Витерон умер быстро, голова его, пусть не отделившись от туловища, запрокинулась за спину, свисая на лоскутах кожи, кровь прыснула во все стороны горячей волной, в мгновение оросив вельты Крэйна и Лайвен.
Мертвый жрец дернулся, но движение это было уже безотчетным. Выронив кейр, он завалился на спину. Глаза его были еще открыты, но они уже наливались мертвой и блеклой неподвижной белизной.
Время скачком вернулось в свое русло. Где-то бесконечно далеко хрипел умирающий Орвин, лицо которого наверняка даже в смерти останется надменным и уверенным, как и полагается настоящему шэду. Факелы догорали, оранжевое пламя казалось совсем небольшим, от дыма тяжело было дышать. Витерон неподвижно лежал на спине, намертво сцепив руки на груди.
Лайвен еще дышала, но Крэйн сразу понял, что осталось ей немного. Рана на шее была слишком глубока, слишком много крови было на ее одежде и грубом деревянном полу. Он не успел. Чувствуя влажной рукой затихающее биение ее сердца, он хотел закричать, но горло перехватило внезапным спазмом, он не мог издать ни звука. Единственный живой человек в склете, он сидел, положив ее голову себе на колени, и молчал, отсчитывая удары.
Сила внутри него стала обжигающей, она грозила раздавить его, растерзать в клочья. Сила просила выхода, она слишком долго была заперта. И Крэйн знал, что осталось ей недолго терпеть. С накатившим спокойствием он отбросил в сторону кейр жреца, валявшийся под ногами, и сел удобнее.
Ждать конца.
Сердце Лайвен ударило в последний раз, робко, нерешительно. И провалилось куда-то, оставив лишь звенящую пустоту. Крэйн вздохнул и с облегчением почувствовал, как исчезает. В жаркой, не имевшей цвета вспышке он стал лишь оболочкой, пустой и никчемной. Но она исчезла, когда ледяное пламя пожрало и уродливое лицо и все остальное. Крэйн ликовал, поднимаясь все выше и выше, чувствуя, как распространяются невидимые волны. Время исчезло, его ровное течение оказалось смятым бешеным напором, который шел во все стороны, проходя сквозь часы и минуты. Эно и Урт исчезли, потухли, мигнув, как тухнет израсходовавший себя виг.
Исчезли прогнившие шалхи, в которых, погруженные в хмельной тяжелый сон, спали люди, исчезли склеты. Огромные, вселяющие почтение своим величием тор-склеты растворялись без следа, их деревянные шпили-острия оказались бессильны против того, что пролагало себе путь из недр погибающего мира.
Мельчайшим прахом оседали на землю тела закованных в тяжелую броню дружинников и сама земля начинала сминаться и исчезать. Огромное Море, вечное и несокрушимое, испарилось.

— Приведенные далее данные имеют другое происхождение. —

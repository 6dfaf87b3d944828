#![forbid(unsafe_code)]

//! Agent keep-in-touch supervision: session liveness tracking and
//! completion gating over a shared `SQLite` store.
//!
//! Agents report in on a fixed cadence; permission to mark a task
//! complete is derived from how recently they did. Embed [`Supervisor`]
//! for the full surface, or wire the components in
//! [`supervisor`] individually.

pub mod audit;
pub mod clock;
pub mod config;
pub mod errors;
pub mod models;
pub mod persistence;
pub mod supervisor;

pub use config::SupervisorConfig;
pub use errors::{AppError, Result};
pub use supervisor::Supervisor;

Крэйн, забыв про все, помогал силе проложить из него выход. Она стала его крыльями, его руками и новым лицом. Она бушевала – огромная, непостижимая, всемогущая. Он направлял ее и она подчинялась, легко, без усилия. Они сплелись вместе и творили, погрузившись в безумное забытье, из которого нет выхода.

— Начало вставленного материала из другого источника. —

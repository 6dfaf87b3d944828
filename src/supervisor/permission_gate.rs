//! Completion gating: liveness-derived decisions plus supervisor
//! overrides.
//!
//! A grant is terminal. Every path that could produce one runs under the
//! pair's key lock and finishes by re-reading the stored record, so
//! racing requesters and a second supervisor instance sharing the store
//! all converge on the same single decision.

use std::sync::Arc;

use tracing::{info, info_span, warn, Instrument};
use uuid::Uuid;

use crate::audit::{self, AuditEntry, AuditEventType, AuditLogger};
use crate::clock::Clock;
use crate::config::SupervisorConfig;
use crate::models::decision::{Decision, RequiredAction};
use crate::models::permission::{
    CompletionPermission, CompletionRequest, PermissionStatus, SYSTEM_AUTO,
};
use crate::models::session::{Liveness, LivenessState};
use crate::persistence::permission_repo::PermissionRepo;
use crate::{AppError, Result};

use super::locks::KeyedLocks;
use super::session_tracker::SessionTracker;

/// Reason stored on records that are waiting out an overdue window.
const PENDING_REASON: &str = "awaiting liveness confirmation";

/// Decides completion requests from recorded liveness.
#[derive(Clone)]
pub struct PermissionGate {
    permissions: PermissionRepo,
    tracker: SessionTracker,
    clock: Arc<dyn Clock>,
    pending_backoff_seconds: u32,
    locks: Arc<KeyedLocks>,
    audit: Option<Arc<dyn AuditLogger>>,
}

fn lock_key(task_id: &str, agent_id: &str) -> String {
    format!("completion:{task_id}:{agent_id}")
}

fn validate_pair(task_id: &str, agent_id: &str) -> Result<()> {
    if task_id.is_empty() {
        return Err(AppError::Validation("task_id must not be empty".into()));
    }
    if agent_id.is_empty() {
        return Err(AppError::Validation("agent_id must not be empty".into()));
    }
    Ok(())
}

fn outcome_label(decision: &Decision) -> &'static str {
    match decision {
        Decision::Granted { .. } => "granted",
        Decision::Pending { .. } => "pending",
        Decision::ActionRequired { .. } => "action_required",
        Decision::Denied { .. } => "denied",
    }
}

impl PermissionGate {
    /// Create a gate over the given repositories, clock, and config.
    #[must_use]
    pub fn new(
        permissions: PermissionRepo,
        tracker: SessionTracker,
        clock: Arc<dyn Clock>,
        config: &SupervisorConfig,
        locks: Arc<KeyedLocks>,
        audit: Option<Arc<dyn AuditLogger>>,
    ) -> Self {
        Self {
            permissions,
            tracker,
            clock,
            pending_backoff_seconds: config.pending_backoff_seconds,
            locks,
            audit,
        }
    }

    /// Decide a completion request.
    ///
    /// A terminal record for the pair is replayed without recomputation.
    /// Otherwise the decision follows the liveness of the offered
    /// session: active grants, overdue defers, stale demands a check-in.
    ///
    /// # Errors
    ///
    /// Returns `AppError::Validation` for empty identifiers and
    /// `AppError::Unavailable` on storage failure; callers must treat the
    /// latter as not-granted.
    pub async fn request_completion(&self, request: &CompletionRequest) -> Result<Decision> {
        validate_pair(&request.task_id, &request.agent_id)?;

        let span = info_span!(
            "request_completion",
            task_id = %request.task_id,
            agent_id = %request.agent_id,
        );
        async {
            let _lock = self
                .locks
                .acquire(&lock_key(&request.task_id, &request.agent_id))
                .await;

            if let Some(stored) = self
                .permissions
                .get(&request.task_id, &request.agent_id)
                .await?
            {
                if stored.status.is_terminal() {
                    let decision = decision_from_record(&stored)?;
                    info!(outcome = outcome_label(&decision), "replaying terminal decision");
                    return Ok(decision);
                }
            }

            let liveness = match request.session_id.as_deref() {
                Some(session_id) => {
                    self.tracker
                        .liveness_evidence(session_id, &request.agent_id)
                        .await?
                }
                None => Liveness::never_seen(),
            };

            let decision = match liveness.state {
                LivenessState::Stale => demand_check_in(&liveness),
                LivenessState::Overdue => self.defer(request).await?,
                LivenessState::Active => self.grant(request).await?,
            };

            info!(
                outcome = outcome_label(&decision),
                state = ?liveness.state,
                "completion decided"
            );
            audit::emit(
                self.audit.as_deref(),
                AuditEntry::new(AuditEventType::CompletionRequested)
                    .with_task(request.task_id.clone())
                    .with_agent(request.agent_id.clone())
                    .with_outcome(outcome_label(&decision).to_owned()),
            );

            Ok(decision)
        }
        .instrument(span)
        .await
    }

    /// Overdue liveness: park the pair as pending with a retry hint.
    async fn defer(&self, request: &CompletionRequest) -> Result<Decision> {
        let mut record = CompletionPermission::new_pending(
            request.task_id.clone(),
            request.agent_id.clone(),
            request.session_id.clone(),
            self.clock.now(),
        );
        record.reason = Some(PENDING_REASON.to_owned());
        record.retry_after_seconds = Some(self.pending_backoff_seconds);
        self.permissions.upsert_pending(&record).await?;

        // The guarded upsert is a no-op against a terminal row written by
        // another instance; re-read so the stored outcome wins.
        let stored = self.fetch_pair(&request.task_id, &request.agent_id).await?;
        if stored.status.is_terminal() {
            return decision_from_record(&stored);
        }

        Ok(Decision::Pending {
            reason: PENDING_REASON.to_owned(),
            message: format!(
                "agent is overdue for check-in; retry in {} seconds",
                self.pending_backoff_seconds
            ),
            retry_after_seconds: self.pending_backoff_seconds,
        })
    }

    /// Active liveness: record the automatic grant.
    async fn grant(&self, request: &CompletionRequest) -> Result<Decision> {
        let now = self.clock.now();
        let record = CompletionPermission {
            id: Uuid::new_v4().to_string(),
            task_id: request.task_id.clone(),
            agent_id: request.agent_id.clone(),
            session_id: request.session_id.clone(),
            status: PermissionStatus::Granted,
            requested_at: now,
            decided_at: Some(now),
            granted_by: Some(SYSTEM_AUTO.to_owned()),
            reason: Some("agent liveness confirmed".to_owned()),
            retry_after_seconds: None,
        };
        self.permissions.decide(&record).await?;

        let stored = self.fetch_pair(&request.task_id, &request.agent_id).await?;
        decision_from_record(&stored)
    }

    /// Grant completion manually, bypassing the liveness evaluation.
    ///
    /// Re-granting an already granted pair replays the stored record.
    ///
    /// # Errors
    ///
    /// Returns `AppError::Validation` for empty identifiers or a pair
    /// already terminally denied, `AppError::Unavailable` on storage
    /// failure.
    pub async fn grant_override(
        &self,
        task_id: &str,
        agent_id: &str,
        decided_by: &str,
        reason: Option<String>,
    ) -> Result<CompletionPermission> {
        self.decide_override(task_id, agent_id, decided_by, reason, PermissionStatus::Granted)
            .await
    }

    /// Deny completion manually.
    ///
    /// Re-denying an already denied pair replays the stored record.
    ///
    /// # Errors
    ///
    /// Returns `AppError::Validation` for empty identifiers or a pair
    /// already terminally granted, `AppError::Unavailable` on storage
    /// failure.
    pub async fn deny_override(
        &self,
        task_id: &str,
        agent_id: &str,
        decided_by: &str,
        reason: Option<String>,
    ) -> Result<CompletionPermission> {
        self.decide_override(task_id, agent_id, decided_by, reason, PermissionStatus::Denied)
            .await
    }

    async fn decide_override(
        &self,
        task_id: &str,
        agent_id: &str,
        decided_by: &str,
        reason: Option<String>,
        status: PermissionStatus,
    ) -> Result<CompletionPermission> {
        validate_pair(task_id, agent_id)?;
        if decided_by.is_empty() {
            return Err(AppError::Validation("decided_by must not be empty".into()));
        }

        let span = info_span!("decide_override", task_id, agent_id, decided_by, ?status);
        async {
            let _lock = self.locks.acquire(&lock_key(task_id, agent_id)).await;

            if let Some(stored) = self.permissions.get(task_id, agent_id).await? {
                if stored.status == status {
                    info!("override replayed");
                    return Ok(stored);
                }
                if stored.status.is_terminal() {
                    return Err(terminal_conflict(stored.status));
                }
            }

            let now = self.clock.now();
            let record = CompletionPermission {
                id: Uuid::new_v4().to_string(),
                task_id: task_id.to_owned(),
                agent_id: agent_id.to_owned(),
                session_id: None,
                status,
                requested_at: now,
                decided_at: Some(now),
                granted_by: Some(decided_by.to_owned()),
                reason: reason.clone(),
                retry_after_seconds: None,
            };
            self.permissions.decide(&record).await?;

            let stored = self.fetch_pair(task_id, agent_id).await?;
            if stored.status != status {
                // Another instance reached a different terminal state first.
                warn!(stored = ?stored.status, "override lost to an earlier terminal decision");
                return Err(terminal_conflict(stored.status));
            }

            let event_type = match status {
                PermissionStatus::Granted => AuditEventType::OverrideGranted,
                _ => AuditEventType::OverrideDenied,
            };
            let mut entry = AuditEntry::new(event_type)
                .with_task(task_id.to_owned())
                .with_agent(agent_id.to_owned())
                .with_operator(decided_by.to_owned());
            if let Some(reason) = reason {
                entry = entry.with_reason(reason);
            }
            audit::emit(self.audit.as_deref(), entry);
            info!("completion decided by override");

            Ok(stored)
        }
        .instrument(span)
        .await
    }

    /// List pending permission records, oldest request first.
    ///
    /// # Errors
    ///
    /// Returns `AppError::Unavailable` if the query fails.
    pub async fn list_pending(&self) -> Result<Vec<CompletionPermission>> {
        self.permissions.list_pending().await
    }

    /// Fetch the permission record for a pair.
    ///
    /// # Errors
    ///
    /// Returns `AppError::Unavailable` if the lookup fails.
    pub async fn permission(
        &self,
        task_id: &str,
        agent_id: &str,
    ) -> Result<Option<CompletionPermission>> {
        self.permissions.get(task_id, agent_id).await
    }

    async fn fetch_pair(&self, task_id: &str, agent_id: &str) -> Result<CompletionPermission> {
        self.permissions.get(task_id, agent_id).await?.ok_or_else(|| {
            AppError::Unavailable(format!(
                "permission record for task {task_id} vanished after write"
            ))
        })
    }
}

/// Stale liveness: demand a check-in, touch nothing.
fn demand_check_in(liveness: &Liveness) -> Decision {
    let message = if liveness.elapsed_seconds.is_some() {
        "session is stale; check in to confirm liveness, then request completion again"
    } else {
        "no live session evidence; check in to confirm liveness, then request completion again"
    };
    Decision::ActionRequired {
        required_action: RequiredAction::CheckIn,
        message: message.to_owned(),
    }
}

fn terminal_conflict(status: PermissionStatus) -> AppError {
    match status {
        PermissionStatus::Granted => {
            AppError::Validation("completion already granted; terminal decisions do not change".into())
        }
        _ => AppError::Validation("completion already denied; terminal decisions do not change".into()),
    }
}

/// Map a stored record onto the caller-facing decision.
///
/// Terminal rows missing their decision metadata are treated as storage
/// corruption so the caller fails closed.
fn decision_from_record(record: &CompletionPermission) -> Result<Decision> {
    match record.status {
        PermissionStatus::Granted => Ok(Decision::Granted {
            granted_at: record.decided_at.ok_or_else(|| {
                AppError::Unavailable("granted record is missing decided_at".into())
            })?,
            granted_by: record
                .granted_by
                .clone()
                .ok_or_else(|| AppError::Unavailable("granted record is missing granted_by".into()))?,
        }),
        PermissionStatus::Denied => Ok(Decision::Denied {
            decided_at: record.decided_at.ok_or_else(|| {
                AppError::Unavailable("denied record is missing decided_at".into())
            })?,
            decided_by: record
                .granted_by
                .clone()
                .ok_or_else(|| AppError::Unavailable("denied record is missing granted_by".into()))?,
            reason: record.reason.clone(),
        }),
        PermissionStatus::Pending => {
            let retry_after_seconds = record.retry_after_seconds.unwrap_or(0);
            Ok(Decision::Pending {
                reason: record
                    .reason
                    .clone()
                    .unwrap_or_else(|| PENDING_REASON.to_owned()),
                message: format!(
                    "agent is overdue for check-in; retry in {retry_after_seconds} seconds"
                ),
                retry_after_seconds,
            })
        }
    }
}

Он радовался, когда видел, что все происходит как положено. Воздух мешал ему, душил, он заставил воздух исчезнуть и сразу стало легче.
Земля смешалась с водой и оказалась вне пределов мира, даже то, из чего они раньше состояли, сама изначальная материя, кровь и плоть Ушедших, начала скручиваться складками и растворяться.

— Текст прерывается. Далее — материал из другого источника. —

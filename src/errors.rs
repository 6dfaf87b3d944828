//! Error types shared across the application.

use std::fmt::{Display, Formatter};

/// Shared application result type.
pub type Result<T> = std::result::Result<T, AppError>;

/// Application error enumeration covering all domain failure modes.
///
/// Protocol outcomes such as a pending or blocked completion decision are
/// *not* errors; they are ordinary [`crate::models::decision::Decision`]
/// values. Errors here mean the request itself was malformed or a
/// dependency failed.
#[derive(Debug)]
pub enum AppError {
    /// Configuration parsing or validation failure.
    Config(String),
    /// Malformed input: missing identifiers, out-of-range progress, or an
    /// operation that conflicts with a terminal record. No state was
    /// mutated.
    Validation(String),
    /// Storage dependency failure. Fatal for the current operation; the
    /// caller must fail closed and treat completion as not granted.
    Unavailable(String),
}

impl Display for AppError {
    fn fmt(&self, f: &mut Formatter<'_>) -> std::fmt::Result {
        match self {
            Self::Config(msg) => write!(f, "config: {msg}"),
            Self::Validation(msg) => write!(f, "validation: {msg}"),
            Self::Unavailable(msg) => write!(f, "system unavailable: {msg}"),
        }
    }
}

impl std::error::Error for AppError {}

impl From<toml::de::Error> for AppError {
    fn from(err: toml::de::Error) -> Self {
        Self::Config(format!("invalid config: {err}"))
    }
}

impl From<sqlx::Error> for AppError {
    fn from(err: sqlx::Error) -> Self {
        Self::Unavailable(err.to_string())
    }
}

Боль смешалась с удовольствием, ярость с любовью, ослепленный, он все творил и творил, повинуясь заложенной в нем силе.
У него больше не было имени, оно исчезло, как и все вокруг.
У него не было тела, оно было ему не нужно.
У него не было чувств, он был всем.
У него не было разума, его разум слился с бесконечным океаном того, чему никогда не будет названия.
У него не было лица, как не бывает лица у вечности и бесконечности.
Он был всем.
То, что когда-то было миром, стало сжиматься, и сжималось до тех пор, пока не переполнило само себя и не взорвалось нестерпимым светом.
И лишь тогда тот, кто когда-то был Крэйном, понял, что надо сделать.
И принялся за работу.
Лайвен проснулась оттого, что яркий свет бил ей в лицо. Она открыла глаза.
У неба был необычный цвет. Синий, глубоко пронзительно синий, такой, что в него можно было упасть, оторвавшись от земли. Оно было бездонным и бесконечным. То, что давало свет, не было похожим на Эно или Урт. В нем не было ни багрового свечения Эно, ни размытого голубого свечения Урта.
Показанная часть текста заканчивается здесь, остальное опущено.